*** Opening of Exercise data ***
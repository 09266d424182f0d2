//! Driver state machine.

/// Lifecycle of a run.
///
/// ```text
/// Init -> Running -> Done -> Flush -> Finished
///   \________\______________________-> Aborted   (after flushing)
/// ```
#[derive(Debug, Clone, Copy, PartialEq, Eq, Default)]
pub enum PipelineState {
    /// Waiting for the first stereo pair.
    #[default]
    Init,
    /// Processing one frame per step.
    Running,
    /// Source exhausted or run cancelled.
    Done,
    /// Writing trajectories.
    Flush,
    Finished,
    /// A fatal error ended the run; partial results were flushed.
    Aborted,
}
*** Close of Exercise data ***
**Task directions**
From the first line to the last, copy the data exactly.

**Completed exercise**
repository 09266d424182f0d2
//! Driver state machine.

/// Lifecycle of a run.
///
/// ```text
/// Init -> Running -> Done -> Flush -> Finished
///   \________\______________________-> Aborted   (after flushing)
/// ```
#[derive(Debug, Clone, Copy, PartialEq, Eq, Default)]
pub enum PipelineState {
    /// Waiting for the first stereo pair.
    #[default]
    Init,
    /// Processing one frame per step.
    Running,
    /// Source exhausted or run cancelled.
    Done,
    /// Writing trajectories.
    Flush,
    Finished,
    /// A fatal error ended the run; partial results were flushed.
    Aborted,
}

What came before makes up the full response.